Adams and Brannan did not respond to requests for comment, but Holden explained his change in position.
“When renting an apartment, it is your choice to use a broker or not,” he said in a statement. “Those who choose to pursue a career in real estate rely on that income. I think this bill is trying to solve one problem by creating another, but I am open to revisiting it after it has been negotiated in hearings.”
The change of heart comes after a series of petitions and campaigns have been launched by organizations representing and servicing rentals agents, including On-Line Residential which has garnered more than 2,100 signatures, and brokerage Level Group, which has 300 signatures. The Real Estate Board of New York has also coordinated a series of meetings between brokers and their home and work districts’ council members.
Citi Habitats broker Cono Natale met with Council member Holden and said his impression of the discussion was that the lawmaker “realized that he didn’t get the full picture” and “was open” to changing the approach.
“I know a lot of people who won’t be able to stay in business” should Intro 1423 be enacted, said Natale.
But one of the bill’s prime sponsors, Council member Keith Powers, is saying something different about the intention of Intro 1423. The proposed legislation states tenants can’t be on the hook for fees exceeding one months’ rent. But he says that the idea behind Intro 1423 is to prevent a renter from paying for a broker hired by a landlord or owner.
“My intention is not to effect any relationship where a tenant goes out and hires a broker on their own,” Powers told The Real Deal. “Who gets represented has to pay the fee — that was our ultimate intention.”
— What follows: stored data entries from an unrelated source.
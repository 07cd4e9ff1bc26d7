//! Read-only pictures of the world for a renderer: a coarse area map and
//! square viewports around a point.

use std::collections::BTreeMap;

use crate::error::Result;
use crate::model::{Actor, BlockCatalog, BlockId, CreatureId, EMPTY, Position, World, keys};
use crate::sim::Direction;

/// Side of one area-map chunk, in cells.
pub const CHUNK_SIZE: usize = 30;

#[derive(Debug, Clone, Copy, PartialEq, Eq)]
pub enum MapCell {
    /// The chunk holds one of the actors the map was drawn for.
    Actor,
    /// Heaviest block in the chunk.
    Block(BlockId),
}

/// Chunked summary of the whole world, row-major like the grids.
#[derive(Debug, Clone, PartialEq, Eq)]
pub struct AreaMap {
    pub chunk_size: usize,
    /// Chunks per row and per column.
    pub chunks: usize,
    cells: Vec<MapCell>,
}

impl AreaMap {
    pub fn get(&self, chunk_x: usize, chunk_y: usize) -> Option<MapCell> {
        if chunk_x >= self.chunks || chunk_y >= self.chunks {
            return None;
        }
        self.cells.get(chunk_x + chunk_y * self.chunks).copied()
    }

    pub fn rows(&self) -> impl Iterator<Item = &[MapCell]> {
        self.cells.chunks(self.chunks.max(1))
    }
}

/// Block with the greatest total `map-weight` in a chunk. Ties go to the lower id.
fn majority_block(
    world: &World,
    blocks: &dyn BlockCatalog,
    x0: usize,
    y0: usize,
    chunk_size: usize,
) -> Result<BlockId> {
    let extent = world.extent();
    let mut weights: BTreeMap<BlockId, u64> = BTreeMap::new();
    for y in y0..(y0 + chunk_size).min(extent) {
        for x in x0..(x0 + chunk_size).min(extent) {
            let id = world.block_at(x as i64, y as i64)?;
            *weights.entry(id).or_insert(0) += u64::from(blocks.block(id)?.map_weight);
        }
    }
    let mut best: Option<(BlockId, u64)> = None;
    for (id, weight) in weights {
        if best.is_none_or(|(_, w)| weight > w) {
            best = Some((id, weight));
        }
    }
    Ok(best.map_or(0, |(id, _)| id))
}

/// Summarize the world in `chunk_size` squares. Chunks at the far edges may be
/// partial. Any chunk containing one of `actors` is drawn as [`MapCell::Actor`].
pub fn area_map(
    world: &World,
    blocks: &dyn BlockCatalog,
    chunk_size: usize,
    actors: &[Position],
) -> Result<AreaMap> {
    let chunk_size = chunk_size.max(1);
    let chunks = world.extent().div_ceil(chunk_size);
    let mut cells = Vec::with_capacity(chunks * chunks);
    for cy in 0..chunks {
        for cx in 0..chunks {
            let here = actors
                .iter()
                .any(|p| p.x / chunk_size == cx && p.y / chunk_size == cy);
            if here {
                cells.push(MapCell::Actor);
            } else {
                let block = majority_block(world, blocks, cx * chunk_size, cy * chunk_size, chunk_size)?;
                cells.push(MapCell::Block(block));
            }
        }
    }
    Ok(AreaMap {
        chunk_size,
        chunks,
        cells,
    })
}

/// A creature visible in a viewport, with the color it is drawn in.
#[derive(Debug, Clone, Copy, PartialEq, Eq)]
pub struct Sighting {
    pub creature: CreatureId,
    pub display: u8,
}

#[derive(Debug, Clone, Copy, PartialEq, Eq)]
pub struct ViewCell {
    pub position: Position,
    pub block: BlockId,
    /// `None` when the cell is empty or its block hides creatures.
    pub sighting: Option<Sighting>,
    /// The cell the view is centered on.
    pub is_center: bool,
}

/// Square window of cells around a center, clipped to the grid.
#[derive(Debug, Clone, PartialEq, Eq)]
pub struct Viewport {
    pub center: (i64, i64),
    pub radius: usize,
    /// Cells per row after clipping.
    pub width: usize,
    cells: Vec<ViewCell>,
}

impl Viewport {
    pub fn cells(&self) -> &[ViewCell] {
        &self.cells
    }

    pub fn rows(&self) -> impl Iterator<Item = &[ViewCell]> {
        self.cells.chunks(self.width.max(1))
    }

    pub fn cell(&self, pos: Position) -> Option<&ViewCell> {
        self.cells.iter().find(|c| c.position == pos)
    }
}

/// Cells within `radius` of `center` on both axes. The center may lie outside
/// the grid; only in-grid cells are returned.
pub fn viewport(
    world: &World,
    blocks: &dyn BlockCatalog,
    center: (i64, i64),
    radius: usize,
) -> Result<Viewport> {
    let (cx, cy) = center;
    let r = radius as i64;
    let last = world.extent() as i64 - 1;
    let (x_lo, x_hi) = ((cx - r).max(0), (cx + r).min(last));
    let (y_lo, y_hi) = ((cy - r).max(0), (cy + r).min(last));

    let mut cells = Vec::new();
    for y in y_lo..=y_hi {
        for x in x_lo..=x_hi {
            let block = blocks.block(world.block_at(x, y)?)?;
            let occupant = world.occupant_at(x, y)?;
            let sighting = (occupant != EMPTY && !block.hide_mobs).then(|| Sighting {
                creature: occupant,
                display: block.mob_display.unwrap_or(0),
            });
            cells.push(ViewCell {
                position: Position::new(x as usize, y as usize),
                block: block.id,
                sighting,
                is_center: (x, y) == center,
            });
        }
    }
    Ok(Viewport {
        center,
        radius,
        width: (x_hi - x_lo + 1).max(0) as usize,
        cells,
    })
}

/// What `viewer` sees around itself, out to its `view` stat.
pub fn look(world: &World, blocks: &dyn BlockCatalog, viewer: &Actor) -> Result<Viewport> {
    let radius = viewer.stat(keys::VIEW)?.max(0) as usize;
    let pos = viewer.position;
    viewport(world, blocks, (pos.x as i64, pos.y as i64), radius)
}

/// Remote view from a surveyor block.
///
/// The window is centered `distance` cells away along each of `directions`
/// and has radius `distance`. A viewer not standing on the `surveyor` block
/// gets its ordinary [`look`].
pub fn survey(
    world: &World,
    blocks: &dyn BlockCatalog,
    viewer: &Actor,
    surveyor: &str,
    distance: usize,
    directions: &[Direction],
) -> Result<Viewport> {
    let pos = viewer.position;
    let surveyor = blocks.block_named(surveyor)?.id;
    if world.block_at(pos.x as i64, pos.y as i64)? != surveyor {
        return look(world, blocks, viewer);
    }

    let (mut x, mut y) = (pos.x as i64, pos.y as i64);
    let d = distance as i64;
    for direction in [Direction::North, Direction::South, Direction::East, Direction::West] {
        if !directions.contains(&direction) {
            continue;
        }
        match direction {
            Direction::North | Direction::South => y += direction.offset(d),
            Direction::East | Direction::West => x += direction.offset(d),
        }
    }
    viewport(world, blocks, (x, y), distance)
}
“At the core of it, it’s a consumer protection issue,” he explained. If a renter or landlord chooses to hire their own broker, they “can work out any agreement they want about how to get compensated.”
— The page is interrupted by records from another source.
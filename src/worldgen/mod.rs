pub mod config;
pub mod population;
pub mod settlements;
pub mod terrain;

use rand::SeedableRng;
use rand::rngs::SmallRng;

use crate::error::Result;
use crate::model::{BlockCatalog, CreatureCatalog, EMPTY, Grid, World};

pub use config::WorldGenConfig;
pub use terrain::BiomeBands;

/// Generate a complete world: terrain, then settlements, then creatures.
///
/// Every random draw comes from one generator seeded from `config.seed`, so
/// the same config and catalogs always produce the same world.
pub fn generate_world(
    config: &WorldGenConfig,
    blocks: &dyn BlockCatalog,
    creatures: &dyn CreatureCatalog,
) -> Result<World> {
    let mut rng = SmallRng::seed_from_u64(config.seed);
    let bands = BiomeBands::resolve(&config.biomes, blocks)?;

    let noise = terrain::noise_field(config.extent, &config.noise, &mut rng);
    let terrain = terrain::assign_biomes(&noise, &bands);
    let occupancy = Grid::filled(config.extent, EMPTY);
    let mut world = World::from_grids(terrain, occupancy)?;

    let villages =
        settlements::generate_settlements(&mut world, &config.settlements, blocks, &mut rng)?;
    let creatures_placed = population::seed_population(&mut world, blocks, creatures, &mut rng)?;

    tracing::info!(
        seed = config.seed,
        extent = config.extent,
        villages,
        creatures = creatures_placed,
        "world generated"
    );
    Ok(world)
}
He declined to comment on what role the cap in fees, which is currently written in Intro 1423, would have in this scenario. He also said he’s made these intentions for Intro 1423 known in “every single conversation” with stakeholders he’s had to date.
While REBNY confirmed they’d heard this from Powers, Jamie McShane, the organization’s head of communications, said in the statement they still have concerns “over both how the bill is currently written and proposed alternatives that would have the unintended consequences of increasing rents and interfering with the meaningful services provided by hard working rental agents.”
Douglas Wagner, Bond New York’s executive vice president of brokerage services, said that even if Powers’ intended changes become part of the proposed bill, his landlords clients say they would increase rents to be made “whole by the end of the year” to account for being unable to pass the cost of the broker’s services onto the renter.
“The rub is that most people stay in their apartments for more than one year,” he explained, so “the landlord is going to charge the tenant the fee again in year two.”
Intro 1423 is currently being considered by the Committee on Housing and Buildings and now has 21 sponsors, including Public Advocate Jumaane Williams. At its peak, the proposed bill had up to 25 sponsors.
Powers said Intro 1423 continues to have “lots of support” among Council members and noted that “we still have more sponsors than most bills in City Council.”
Most in the real estate industry seem to be trusting the letter of the proposed law over Powers’ stated intentions and are continuing to mobilize.
Hal Gavzie, Douglas Elliman’s head of rentals, is encouraging agents to contact council members to voice concerns.
“You can’t think ‘Ah, that’s never going to happen,’” he said. “That’s when things tend to get passed.”